> TASK REQUIREMENTS
Once the line containing "pub store: Arc<dyn" has been printed, stop; print every line before it exactly, starting at the top of the material below.

> INPUT RECORDS
use std::sync::Arc;

use flowline_core::config::{GatewayConfig, ModelConfig};
use flowline_core::traits::{ModelInvoker, WorkflowStore};
use flowline_engine::WorkflowExecutor;

/// Parameters for `/models/invoke` requests that omit them.
#[derive(Debug, Clone)]
pub struct InvokeDefaults {
    pub system_prompt: Option<String>,
    pub max_tokens: u32,
    pub temperature: f32,
}

impl InvokeDefaults {
    pub fn new(gateway: &GatewayConfig, model: &ModelConfig) -> Self {
        Self {
            system_prompt: Some(gateway.invoke_system_prompt_path.clone()),
            max_tokens: model.max_tokens,
            temperature: model.temperature,
        }
    }
}

/// Shared application state for axum handlers.
pub struct AppState {
    pub config: GatewayConfig,
    pub store: Arc<dyn WorkflowStore>,
    pub executor: Arc<WorkflowExecutor>,
    pub invoker: Arc<dyn ModelInvoker>,
    pub invoke_defaults: InvokeDefaults,
}
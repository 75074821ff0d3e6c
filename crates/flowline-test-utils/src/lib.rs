//! Test doubles shared by the Flowline crates.

use std::collections::VecDeque;
use std::sync::Mutex;
use std::time::Duration;

use chrono::Utc;
use futures::future::BoxFuture;
use serde_json::json;

use flowline_core::error::{FlowlineError, Result};
use flowline_core::graph;
use flowline_core::traits::{ModelInvoker, WorkflowStore};
use flowline_core::types::{InvokeRequest, ModelResponse, Task, TaskSpec, Workflow, WorkflowId};

pub mod fixtures {
    /// Start node with input "hi" followed by a single "Greet" model node.
    pub const GREETING: &str = r#"{"nodes":[{"type":"startNode","data":{"inputValue":"hi"}},{"type":"modelNode","data":{"label":"Greet"}}]}"#;

    /// Three model nodes separated by non-model nodes.
    pub const THREE_MODELS: &str = r#"{"nodes":[
        {"id":"start","type":"startNode","data":{"inputValue":"topic"}},
        {"id":"m1","type":"modelNode","data":{"label":"Draft"}},
        {"id":"m2","type":"modelNode","data":{"label":"Review","prompt":"Review the draft"}},
        {"id":"note","type":"commentNode","data":{}},
        {"id":"m3","type":"modelNode","data":{"label":"Publish"}},
        {"id":"end","type":"endNode","data":{}}
    ]}"#;
}

/// A scripted reply for [`ScriptedInvoker`].
#[derive(Debug)]
pub enum Reply {
    /// `success: true` with this data.
    Success(serde_json::Value),
    /// `success: false` with this message.
    Failure(String),
    /// The call itself fails.
    Error(FlowlineError),
    /// Sleep this long, then answer with the default reply.
    Stall(Duration),
}

/// Model invoker that replays a queue of replies and records every request.
///
/// Once the queue is drained it answers with a chat-completion payload
/// echoing the prompt.
pub struct ScriptedInvoker {
    replies: Mutex<VecDeque<Reply>>,
    requests: Mutex<Vec<InvokeRequest>>,
}

impl ScriptedInvoker {
    pub fn new(replies: Vec<Reply>) -> Self {
        Self {
            replies: Mutex::new(replies.into()),
            requests: Mutex::new(Vec::new()),
        }
    }

    /// Requests received so far, in call order.
    pub fn requests(&self) -> Vec<InvokeRequest> {
        self.requests.lock().unwrap().clone()
    }
}

fn echo(prompt: &str) -> ModelResponse {
    ModelResponse::success(json!({
        "choices": [{"message": {"role": "assistant", "content": format!("echo: {}", prompt)}}]
    }))
}

impl ModelInvoker for ScriptedInvoker {
    fn invoke(&self, request: InvokeRequest) -> BoxFuture<'_, Result<ModelResponse>> {
        let reply = self.replies.lock().unwrap().pop_front();
        let prompt = request.prompt.clone();
        self.requests.lock().unwrap().push(request);

        Box::pin(async move {
            match reply {
                Some(Reply::Success(data)) => Ok(ModelResponse::success(data)),
                Some(Reply::Failure(msg)) => Ok(ModelResponse::failure(msg)),
                Some(Reply::Error(e)) => Err(e),
                Some(Reply::Stall(delay)) => {
                    tokio::time::sleep(delay).await;
                    Ok(echo(&prompt))
                }
                None => Ok(echo(&prompt)),
            }
        })
    }
}

/// In-memory workflow store with the same derive-on-write semantics as the
/// SQLite store, plus [`MemoryStore::push_task`] for hand-built task rows.
#[derive(Default)]
pub struct MemoryStore {
    inner: Mutex<MemoryInner>,
}

#[derive(Default)]
struct MemoryInner {
    workflows: Vec<Workflow>,
    tasks: Vec<Task>,
    next_workflow_id: i64,
    next_task_id: i64,
}

impl MemoryInner {
    fn insert_specs(&mut self, workflow_id: WorkflowId, specs: Vec<TaskSpec>) {
        for spec in specs {
            let config = spec.config.to_string();
            self.insert_task(workflow_id, spec.name, spec.task_type, spec.order, Some(config));
        }
    }

    fn insert_task(
        &mut self,
        workflow_id: WorkflowId,
        name: String,
        task_type: String,
        order: i64,
        config: Option<String>,
    ) {
        self.next_task_id += 1;
        let now = Utc::now();
        self.tasks.push(Task {
            id: self.next_task_id,
            workflow_id,
            name,
            description: None,
            task_type,
            config,
            order,
            created_at: now,
            updated_at: now,
        });
    }

    fn snapshot(&self, id: WorkflowId) -> Option<Workflow> {
        let mut wf = self.workflows.iter().find(|w| w.id == id)?.clone();
        wf.tasks = self.tasks_of(id);
        wf.tasks.sort_by_key(|t| t.order);
        Some(wf)
    }

    fn tasks_of(&self, id: WorkflowId) -> Vec<Task> {
        self.tasks.iter().filter(|t| t.workflow_id == id).cloned().collect()
    }
}

impl MemoryStore {
    pub fn new() -> Self {
        Self::default()
    }

    /// Append a task row directly, bypassing graph derivation.
    pub fn push_task(
        &self,
        workflow_id: WorkflowId,
        name: &str,
        task_type: &str,
        order: i64,
        config: Option<&str>,
    ) {
        self.inner.lock().unwrap().insert_task(
            workflow_id,
            name.to_string(),
            task_type.to_string(),
            order,
            config.map(String::from),
        );
    }
}

fn validate_name(name: &str) -> Result<()> {
    if name.trim().is_empty() {
        return Err(FlowlineError::Validation("workflow name must not be empty".into()));
    }
    Ok(())
}

impl WorkflowStore for MemoryStore {
    fn get_workflow(&self, id: WorkflowId) -> BoxFuture<'_, Result<Option<Workflow>>> {
        Box::pin(async move { Ok(self.inner.lock().unwrap().snapshot(id)) })
    }

    fn list_workflows(&self, offset: usize, limit: usize) -> BoxFuture<'_, Result<Vec<Workflow>>> {
        Box::pin(async move {
            let inner = self.inner.lock().unwrap();
            Ok(inner
                .workflows
                .iter()
                .skip(offset)
                .take(limit)
                .filter_map(|w| inner.snapshot(w.id))
                .collect())
        })
    }

    fn create_workflow(
        &self,
        name: &str,
        description: Option<&str>,
    ) -> BoxFuture<'_, Result<Workflow>> {
        let name = name.to_string();
        let description = description.map(String::from);

        Box::pin(async move {
            validate_name(&name)?;
            let mut inner = self.inner.lock().unwrap();
            inner.next_workflow_id += 1;
            let id = inner.next_workflow_id;
            let now = Utc::now();
            let specs = graph::derive_tasks(description.as_deref());
            inner.workflows.push(Workflow {
                id,
                name,
                description,
                created_at: now,
                updated_at: now,
                tasks: vec![],
            });
            inner.insert_specs(id, specs);
            inner
                .snapshot(id)
                .ok_or_else(|| FlowlineError::Database(format!("workflow {} vanished", id)))
        })
    }

    fn update_workflow(
        &self,
        id: WorkflowId,
        name: &str,
        description: Option<&str>,
    ) -> BoxFuture<'_, Result<Option<Workflow>>> {
        let name = name.to_string();
        let description = description.map(String::from);

        Box::pin(async move {
            validate_name(&name)?;
            let mut inner = self.inner.lock().unwrap();
            let specs = graph::derive_tasks(description.as_deref());
            let Some(wf) = inner.workflows.iter_mut().find(|w| w.id == id) else {
                return Ok(None);
            };
            wf.name = name;
            wf.description = description;
            wf.updated_at = Utc::now();
            inner.tasks.retain(|t| t.workflow_id != id);
            inner.insert_specs(id, specs);
            Ok(inner.snapshot(id))
        })
    }

    fn delete_workflow(&self, id: WorkflowId) -> BoxFuture<'_, Result<Option<Workflow>>> {
        Box::pin(async move {
            let mut inner = self.inner.lock().unwrap();
            let removed = inner.snapshot(id);
            inner.workflows.retain(|w| w.id != id);
            inner.tasks.retain(|t| t.workflow_id != id);
            Ok(removed)
        })
    }

    fn list_tasks(&self, workflow_id: WorkflowId) -> BoxFuture<'_, Result<Vec<Task>>> {
        Box::pin(async move { Ok(self.inner.lock().unwrap().tasks_of(workflow_id)) })
    }
}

> RESPONSE TO THE EXERCISE
use std::sync::Arc;

use flowline_core::config::{GatewayConfig, ModelConfig};
use flowline_core::traits::{ModelInvoker, WorkflowStore};
use flowline_engine::WorkflowExecutor;

/// Parameters for `/models/invoke` requests that omit them.
#[derive(Debug, Clone)]
pub struct InvokeDefaults {
    pub system_prompt: Option<String>,
    pub max_tokens: u32,
    pub temperature: f32,
}

impl InvokeDefaults {
    pub fn new(gateway: &GatewayConfig, model: &ModelConfig) -> Self {
        Self {
            system_prompt: Some(gateway.invoke_system_prompt_path.clone()),
            max_tokens: model.max_tokens,
            temperature: model.temperature,
        }
    }
}

/// Shared application state for axum handlers.
pub struct AppState {
    pub config: GatewayConfig,
    pub store: Arc<dyn WorkflowStore>,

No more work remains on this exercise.